I have code that runs as part of an event handler and need to create a new TOM.NET session (I can’t reuse subject.Session). This event handler is loaded into many Tridion processes (TcmServiceHost, COM+, Publisher, TcmTemplateDebugHost, IIS Application Pool) and these processes may:
- run under an identity that has access to Tridion (e.g. the COM+ application runs under MTSUser, which is a Tridion administrator)
- run under an identity that doesn’t have access to Tridion, but is allowed to impersonate Tridion users (e.g. TcmServiceHost runs as NetworkService, which is configured as a Tridion Impersonation User).

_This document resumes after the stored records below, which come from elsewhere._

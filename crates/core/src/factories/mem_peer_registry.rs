//! A production-ready memory-based peer registry.

use lodr_api::{config::Config, *};
use std::collections::HashMap;
use std::sync::{Arc, Mutex};
use std::time::Duration;

/// MemPeerRegistry configuration types.
mod config {
    /// Configuration parameters for [MemPeerRegistryFactory](super::MemPeerRegistryFactory).
    #[derive(Debug, Clone, serde::Serialize, serde::Deserialize)]
    #[serde(rename_all = "camelCase", default)]
    pub struct MemPeerRegistryConfig {
        /// Weight of a new latency sample in the moving average.
        ///
        /// Default: 0.2.
        pub latency_weight: f64,

        /// Weight of a new success/failure sample in the moving error rate.
        ///
        /// Default: 0.2.
        pub error_weight: f64,

        /// The latency at which a flawless peer scores 0.5.
        ///
        /// Default: 1000ms.
        pub latency_reference_ms: u32,

        /// Peers scoring below this are evicted once they have answered
        /// at least `min_samples` requests.
        ///
        /// Default: 0.1.
        pub min_score: f64,

        /// The number of outcomes needed before a peer can be evicted for
        /// its score.
        ///
        /// Default: 4.
        pub min_samples: u32,

        /// Peers are evicted after this many invalid proofs.
        ///
        /// Default: 3.
        pub max_invalid_proofs: u32,
    }

    impl Default for MemPeerRegistryConfig {
        fn default() -> Self {
            Self {
                latency_weight: 0.2,
                error_weight: 0.2,
                latency_reference_ms: 1000,
                min_score: 0.1,
                min_samples: 4,
                max_invalid_proofs: 3,
            }
        }
    }

    /// Module-level configuration for MemPeerRegistry.
    #[derive(Debug, Default, Clone, serde::Serialize, serde::Deserialize)]
    #[serde(rename_all = "camelCase", default)]
    pub struct MemPeerRegistryModConfig {
        /// MemPeerRegistry configuration.
        pub mem_peer_registry: MemPeerRegistryConfig,
    }
}

pub use config::*;

/// A production-ready memory-based peer registry factory.
///
/// Peers only live here while they are connected, so there is nothing
/// to persist.
#[derive(Debug)]
pub struct MemPeerRegistryFactory {}

impl MemPeerRegistryFactory {
    /// Construct a new MemPeerRegistryFactory.
    pub fn create() -> DynPeerRegistryFactory {
        let out: DynPeerRegistryFactory = Arc::new(Self {});
        out
    }
}

impl PeerRegistryFactory for MemPeerRegistryFactory {
    fn default_config(&self, config: &mut Config) -> LodrResult<()> {
        config.set_module_config(&MemPeerRegistryModConfig::default())
    }

    fn validate_config(&self, config: &Config) -> LodrResult<()> {
        let config: MemPeerRegistryModConfig = config.get_module_config()?;
        let config = config.mem_peer_registry;

        for (name, w) in [
            ("latencyWeight", config.latency_weight),
            ("errorWeight", config.error_weight),
        ] {
            if !(w > 0.0 && w <= 1.0) {
                return Err(LodrError::other(format!(
                    "memPeerRegistry.{name} must be in (0, 1], got {w}"
                )));
            }
        }

        if config.latency_reference_ms == 0 {
            return Err(LodrError::other(
                "memPeerRegistry.latencyReferenceMs must be positive",
            ));
        }

        if config.max_invalid_proofs == 0 {
            return Err(LodrError::other(
                "memPeerRegistry.maxInvalidProofs must be positive",
            ));
        }

        if !(0.0..1.0).contains(&config.min_score) {
            return Err(LodrError::other(format!(
                "memPeerRegistry.minScore must be in [0, 1), got {}",
                config.min_score
            )));
        }

        Ok(())
    }

    fn create(
        &self,
        builder: Arc<builder::Builder>,
    ) -> BoxFut<'static, LodrResult<DynPeerRegistry>> {
        Box::pin(async move {
            let config: MemPeerRegistryModConfig =
                builder.config.get_module_config()?;
            let out: DynPeerRegistry =
                Arc::new(MemPeerRegistry::new(config.mem_peer_registry));
            Ok(out)
        })
    }
}

pub(crate) struct MemPeerRegistry {
    inner: Mutex<Inner>,
    handlers: Mutex<Vec<DynPeerEventHandler>>,
}

impl std::fmt::Debug for MemPeerRegistry {
    fn fmt(&self, f: &mut std::fmt::Formatter<'_>) -> std::fmt::Result {
        f.debug_struct("MemPeerRegistry").finish()
    }
}

impl MemPeerRegistry {
    pub fn new(config: MemPeerRegistryConfig) -> Self {
        Self {
            inner: Mutex::new(Inner::new(config)),
            handlers: Mutex::new(Vec::new()),
        }
    }

    // never call this while holding the inner lock
    fn handlers(&self) -> Vec<DynPeerEventHandler> {
        self.handlers.lock().unwrap().clone()
    }
}

impl PeerRegistry for MemPeerRegistry {
    fn register(&self, info: PeerInfo) {
        tracing::debug!(peer = ?info.id, head = info.head.number, "register peer");
        self.inner.lock().unwrap().register(info.clone());
        for h in self.handlers() {
            h.peer_registered(&info);
        }
    }

    fn unregister(&self, peer: &PeerId) {
        let removed = self.inner.lock().unwrap().peers.remove(peer);
        if let Some(record) = removed {
            tracing::debug!(?peer, "unregister peer");
            for h in self.handlers() {
                h.peer_removed(&record.info, RemoveReason::Disconnected);
            }
        }
    }

    fn announce_head(&self, peer: &PeerId, head: HeadInfo) {
        let known = match self.inner.lock().unwrap().peers.get_mut(peer) {
            Some(record) => {
                record.info.head = head;
                true
            }
            None => false,
        };
        if known {
            tracing::trace!(?peer, head = head.number, "head announced");
            for h in self.handlers() {
                h.peer_updated(peer);
            }
        }
    }

    fn get(&self, peer: &PeerId) -> Option<PeerSnapshot> {
        let lock = self.inner.lock().unwrap();
        lock.peers.get(peer).map(|r| r.snapshot(&lock.config))
    }

    fn best_peers(
        &self,
        filter: &dyn Fn(&PeerInfo) -> bool,
        limit: usize,
    ) -> Vec<PeerSnapshot> {
        self.inner.lock().unwrap().best_peers(filter, limit)
    }

    fn try_begin_request(&self, peer: &PeerId, max_in_flight: usize) -> bool {
        match self.inner.lock().unwrap().peers.get_mut(peer) {
            Some(record) if record.in_flight < max_in_flight => {
                record.in_flight += 1;
                true
            }
            _ => false,
        }
    }

    fn record_outcome(&self, peer: &PeerId, outcome: PeerOutcome) {
        let evicted = match self.inner.lock().unwrap().record_outcome(peer, outcome)
        {
            None => return,
            Some(evicted) => evicted,
        };

        let handlers = self.handlers();
        match evicted {
            Some(info) => {
                tracing::warn!(?peer, ?outcome, "evicting peer");
                for h in handlers {
                    h.peer_removed(&info, RemoveReason::Evicted);
                }
            }
            None => {
                for h in handlers {
                    h.peer_updated(peer);
                }
            }
        }
    }

    fn register_handler(&self, handler: DynPeerEventHandler) {
        self.handlers.lock().unwrap().push(handler);
    }

    fn len(&self) -> usize {
        self.inner.lock().unwrap().peers.len()
    }
}

#[derive(Debug)]
struct PeerRecord {
    info: PeerInfo,
    seq: u64,
    latency_ms: Option<f64>,
    error_rate: f64,
    samples: u32,
    invalid_proofs: u32,
    in_flight: usize,
}

impl PeerRecord {
    fn score(&self, config: &MemPeerRegistryConfig) -> f64 {
        let reference = config.latency_reference_ms as f64;
        let latency = self.latency_ms.unwrap_or(0.0);
        (1.0 - self.error_rate) * reference / (reference + latency)
    }

    fn snapshot(&self, config: &MemPeerRegistryConfig) -> PeerSnapshot {
        PeerSnapshot {
            info: self.info.clone(),
            score: self.score(config),
            latency: Duration::from_secs_f64(
                self.latency_ms.unwrap_or(0.0) / 1000.0,
            ),
            in_flight: self.in_flight,
        }
    }
}

struct Inner {
    config: MemPeerRegistryConfig,
    peers: HashMap<PeerId, PeerRecord>,
    next_seq: u64,
}

impl Inner {
    fn new(config: MemPeerRegistryConfig) -> Self {
        Self {
            config,
            peers: HashMap::new(),
            next_seq: 0,
        }
    }

    fn register(&mut self, info: PeerInfo) {
        if let Some(record) = self.peers.get_mut(&info.id) {
            record.info = info;
            return;
        }

        let seq = self.next_seq;
        self.next_seq += 1;
        self.peers.insert(
            info.id.clone(),
            PeerRecord {
                info,
                seq,
                latency_ms: None,
                error_rate: 0.0,
                samples: 0,
                invalid_proofs: 0,
                in_flight: 0,
            },
        );
    }

    fn best_peers(
        &self,
        filter: &dyn Fn(&PeerInfo) -> bool,
        limit: usize,
    ) -> Vec<PeerSnapshot> {
        let mut list: Vec<(f64, u64, PeerSnapshot)> = self
            .peers
            .values()
            .filter(|r| filter(&r.info))
            .map(|r| {
                let snapshot = r.snapshot(&self.config);
                let load_adjusted =
                    snapshot.score / (1.0 + r.in_flight as f64);
                (load_adjusted, r.seq, snapshot)
            })
            .collect();

        list.sort_by(|a, b| {
            b.0.total_cmp(&a.0)
                .then(a.2.latency.cmp(&b.2.latency))
                .then(a.1.cmp(&b.1))
        });

        list.into_iter().take(limit).map(|(_, _, s)| s).collect()
    }

    /// Returns `None` for unknown peers, otherwise `Some(evicted_info)`.
    fn record_outcome(
        &mut self,
        peer: &PeerId,
        outcome: PeerOutcome,
    ) -> Option<Option<PeerInfo>> {
        let config = &self.config;
        let record = self.peers.get_mut(peer)?;
        record.in_flight = record.in_flight.saturating_sub(1);

        let ew = config.error_weight;
        match outcome {
            PeerOutcome::Abandoned => return Some(None),
            PeerOutcome::Success { latency } => {
                let sample = latency.as_secs_f64() * 1000.0;
                record.latency_ms = Some(match record.latency_ms {
                    None => sample,
                    Some(l) => {
                        l * (1.0 - config.latency_weight)
                            + sample * config.latency_weight
                    }
                });
                record.error_rate *= 1.0 - ew;
            }
            PeerOutcome::InvalidProof => {
                record.invalid_proofs += 1;
                record.error_rate = record.error_rate * (1.0 - ew) + ew;
            }
            PeerOutcome::Timeout
            | PeerOutcome::CannotServe
            | PeerOutcome::Failed => {
                record.error_rate = record.error_rate * (1.0 - ew) + ew;
            }
        }
        record.samples += 1;

        let evict = record.invalid_proofs >= config.max_invalid_proofs
            || (record.samples >= config.min_samples
                && record.score(config) < config.min_score);

        if evict {
            Some(self.peers.remove(peer).map(|r| r.info))
        } else {
            Some(None)
        }
    }
}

I try to cater for both cases with this TOM.NET code:
Session session = null;
try
{
session = new Session();
}
catch (AccessDeniedException ex)
{
// this process doesn't have TCM access, so impersonate a user that does
session = new Session("Administator");
}
if (session != null)
{
var item = session.GetObject(id);
...
Is this the right way to check whether my code is running under a process that has access to Tridion (ignoring the fact that I hard-coded “Administrator”)? The code works, but I just wonder if there is a more efficient way to perform a “has access to Tridion” check?
Note: the same question arises when I use the Core Service to access Tridion, so the question is not whether the TOM.NET is the right API to use here.
I would not use this code. Exception catching is slow and you are currently giving (Administrator) access to anyone who cannot access the system – which is a big security hole to have.
Instead, I would look at who the current user is and figure out if he is an impersonation user or not. You could read the impersonation users from the Tridion.ContentManager.config file directly, if there isn’t an API for it (I haven’t checked).
Or you would have it be configurable separately for your event code. Or even hard-coded, if you don’t care about the code being generic.